### Work instructions
From the entries below, copy every line where the string "const" appears.

=== Given records ===

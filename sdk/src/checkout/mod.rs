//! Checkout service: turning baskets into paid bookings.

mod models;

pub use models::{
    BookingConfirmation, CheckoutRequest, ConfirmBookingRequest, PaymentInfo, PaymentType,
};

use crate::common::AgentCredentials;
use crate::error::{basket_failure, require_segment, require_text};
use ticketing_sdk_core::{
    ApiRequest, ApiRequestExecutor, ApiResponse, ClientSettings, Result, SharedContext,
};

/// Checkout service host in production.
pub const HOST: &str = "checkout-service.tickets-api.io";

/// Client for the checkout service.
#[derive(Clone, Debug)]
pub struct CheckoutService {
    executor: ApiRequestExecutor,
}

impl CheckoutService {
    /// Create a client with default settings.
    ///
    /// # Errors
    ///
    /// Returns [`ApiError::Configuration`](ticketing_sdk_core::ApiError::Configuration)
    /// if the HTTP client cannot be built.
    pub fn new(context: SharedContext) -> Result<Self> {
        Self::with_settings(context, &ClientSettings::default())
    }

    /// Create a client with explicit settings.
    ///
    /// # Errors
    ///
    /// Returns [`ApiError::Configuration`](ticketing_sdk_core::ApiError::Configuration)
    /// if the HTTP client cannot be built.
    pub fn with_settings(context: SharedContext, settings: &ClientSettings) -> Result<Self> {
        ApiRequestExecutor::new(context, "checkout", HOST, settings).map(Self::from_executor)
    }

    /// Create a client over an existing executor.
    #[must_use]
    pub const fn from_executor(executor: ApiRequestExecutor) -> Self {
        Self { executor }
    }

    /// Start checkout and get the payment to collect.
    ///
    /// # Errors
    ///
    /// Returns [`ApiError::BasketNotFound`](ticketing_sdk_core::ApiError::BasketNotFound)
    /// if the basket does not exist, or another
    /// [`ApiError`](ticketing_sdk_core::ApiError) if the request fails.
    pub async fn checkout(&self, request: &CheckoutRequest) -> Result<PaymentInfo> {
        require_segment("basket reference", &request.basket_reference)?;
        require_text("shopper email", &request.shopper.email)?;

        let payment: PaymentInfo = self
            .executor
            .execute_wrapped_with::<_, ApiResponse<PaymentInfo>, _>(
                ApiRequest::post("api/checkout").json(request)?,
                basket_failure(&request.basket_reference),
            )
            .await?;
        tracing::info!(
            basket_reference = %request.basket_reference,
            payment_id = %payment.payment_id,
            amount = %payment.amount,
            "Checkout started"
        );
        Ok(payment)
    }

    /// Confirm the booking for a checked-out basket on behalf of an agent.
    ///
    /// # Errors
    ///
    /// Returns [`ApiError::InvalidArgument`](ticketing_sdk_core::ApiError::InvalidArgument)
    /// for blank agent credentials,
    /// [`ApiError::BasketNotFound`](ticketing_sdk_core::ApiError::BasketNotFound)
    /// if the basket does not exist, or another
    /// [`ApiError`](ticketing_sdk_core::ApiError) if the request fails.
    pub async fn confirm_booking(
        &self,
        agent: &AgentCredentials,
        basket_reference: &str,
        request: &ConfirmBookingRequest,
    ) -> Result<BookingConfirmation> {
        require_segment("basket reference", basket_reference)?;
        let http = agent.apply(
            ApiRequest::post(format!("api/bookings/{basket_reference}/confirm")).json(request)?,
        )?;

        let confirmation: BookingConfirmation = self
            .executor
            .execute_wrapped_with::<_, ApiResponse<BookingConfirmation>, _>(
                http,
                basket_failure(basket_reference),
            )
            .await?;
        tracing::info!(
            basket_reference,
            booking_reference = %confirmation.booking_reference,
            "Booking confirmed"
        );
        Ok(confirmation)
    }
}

===
=== Given records ===

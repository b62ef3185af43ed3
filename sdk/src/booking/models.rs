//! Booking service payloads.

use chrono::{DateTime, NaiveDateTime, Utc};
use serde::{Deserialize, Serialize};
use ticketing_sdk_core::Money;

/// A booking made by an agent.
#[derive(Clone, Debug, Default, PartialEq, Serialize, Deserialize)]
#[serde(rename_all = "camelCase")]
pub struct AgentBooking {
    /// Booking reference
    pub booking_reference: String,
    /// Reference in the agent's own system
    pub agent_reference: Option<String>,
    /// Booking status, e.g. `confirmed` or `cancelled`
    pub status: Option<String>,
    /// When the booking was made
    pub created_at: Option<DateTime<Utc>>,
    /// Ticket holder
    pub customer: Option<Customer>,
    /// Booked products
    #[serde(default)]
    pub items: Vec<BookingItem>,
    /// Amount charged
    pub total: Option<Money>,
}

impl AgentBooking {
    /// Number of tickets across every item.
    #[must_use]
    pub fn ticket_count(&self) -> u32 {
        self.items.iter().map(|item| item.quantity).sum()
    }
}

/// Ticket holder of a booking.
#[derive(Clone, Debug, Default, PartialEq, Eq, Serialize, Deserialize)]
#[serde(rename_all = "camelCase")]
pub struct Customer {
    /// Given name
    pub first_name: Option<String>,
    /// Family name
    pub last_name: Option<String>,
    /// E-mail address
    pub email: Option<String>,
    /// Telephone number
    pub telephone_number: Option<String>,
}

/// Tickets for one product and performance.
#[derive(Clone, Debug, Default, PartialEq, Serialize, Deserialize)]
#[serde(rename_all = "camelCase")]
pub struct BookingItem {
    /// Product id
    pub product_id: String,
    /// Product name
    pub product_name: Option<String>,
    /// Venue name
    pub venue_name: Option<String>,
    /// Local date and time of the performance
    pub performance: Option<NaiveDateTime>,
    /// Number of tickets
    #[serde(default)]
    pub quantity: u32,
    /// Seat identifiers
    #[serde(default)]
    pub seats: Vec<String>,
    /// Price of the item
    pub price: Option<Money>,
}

===
=== Given records ===

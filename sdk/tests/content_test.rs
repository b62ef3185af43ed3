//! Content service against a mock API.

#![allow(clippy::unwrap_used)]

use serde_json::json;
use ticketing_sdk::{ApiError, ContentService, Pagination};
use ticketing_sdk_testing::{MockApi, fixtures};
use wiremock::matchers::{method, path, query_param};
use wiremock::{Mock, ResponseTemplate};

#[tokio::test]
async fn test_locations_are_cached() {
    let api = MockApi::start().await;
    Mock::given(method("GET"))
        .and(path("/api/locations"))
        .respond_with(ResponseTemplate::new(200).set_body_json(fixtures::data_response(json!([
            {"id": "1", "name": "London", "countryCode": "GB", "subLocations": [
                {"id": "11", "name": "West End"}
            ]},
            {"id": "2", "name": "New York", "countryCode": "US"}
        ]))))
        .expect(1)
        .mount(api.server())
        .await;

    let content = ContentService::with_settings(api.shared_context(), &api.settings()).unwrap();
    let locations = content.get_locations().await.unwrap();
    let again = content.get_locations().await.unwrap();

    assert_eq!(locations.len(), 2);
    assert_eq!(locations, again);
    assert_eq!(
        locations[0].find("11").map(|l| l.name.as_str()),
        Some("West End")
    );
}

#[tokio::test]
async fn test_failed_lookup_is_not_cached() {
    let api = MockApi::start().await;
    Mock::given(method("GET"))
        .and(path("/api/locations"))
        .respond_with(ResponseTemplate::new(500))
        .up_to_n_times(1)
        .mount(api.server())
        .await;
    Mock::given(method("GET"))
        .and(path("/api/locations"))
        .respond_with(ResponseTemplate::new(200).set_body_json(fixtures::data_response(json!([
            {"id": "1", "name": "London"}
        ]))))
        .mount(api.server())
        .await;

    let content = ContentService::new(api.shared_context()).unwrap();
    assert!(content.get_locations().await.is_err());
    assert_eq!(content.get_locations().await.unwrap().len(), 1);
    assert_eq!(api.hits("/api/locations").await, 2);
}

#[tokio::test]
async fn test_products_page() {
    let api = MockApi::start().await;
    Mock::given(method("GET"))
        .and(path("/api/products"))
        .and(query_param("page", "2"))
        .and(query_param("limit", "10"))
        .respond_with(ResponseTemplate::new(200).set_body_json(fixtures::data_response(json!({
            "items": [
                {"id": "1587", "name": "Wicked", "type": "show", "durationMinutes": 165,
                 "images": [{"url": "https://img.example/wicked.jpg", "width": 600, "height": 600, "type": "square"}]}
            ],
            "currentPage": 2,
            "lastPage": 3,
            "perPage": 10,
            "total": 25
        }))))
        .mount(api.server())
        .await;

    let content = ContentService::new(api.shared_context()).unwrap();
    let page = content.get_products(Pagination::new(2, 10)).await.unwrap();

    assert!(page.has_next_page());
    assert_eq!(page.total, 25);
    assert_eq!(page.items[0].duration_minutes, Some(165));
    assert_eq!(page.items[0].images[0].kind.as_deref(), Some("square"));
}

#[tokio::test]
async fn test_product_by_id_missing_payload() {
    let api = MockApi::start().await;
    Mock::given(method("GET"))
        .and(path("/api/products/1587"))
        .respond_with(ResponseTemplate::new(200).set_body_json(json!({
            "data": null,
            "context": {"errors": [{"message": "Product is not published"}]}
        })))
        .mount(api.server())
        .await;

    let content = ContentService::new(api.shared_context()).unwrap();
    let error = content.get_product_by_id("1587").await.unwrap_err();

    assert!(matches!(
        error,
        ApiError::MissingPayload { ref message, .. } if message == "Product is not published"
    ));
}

===

### Result
pub const HOST: &str = "checkout-service.tickets-api.io";
    pub const fn from_executor(executor: ApiRequestExecutor) -> Self {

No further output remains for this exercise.